* WHAT YOU WILL DO:
Give back each line of the material that contains the word "logging".

== EXERCISE DATA ==

//! Structured logging with decode context.
//!
//! Provides logging macros and utilities that include the document source
//! and check name in every log message for easy correlation.

pub mod structured;

pub use structured::*;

===

* WRITTEN REPLY:
//! Structured logging with decode context.
//! Provides logging macros and utilities that include the document source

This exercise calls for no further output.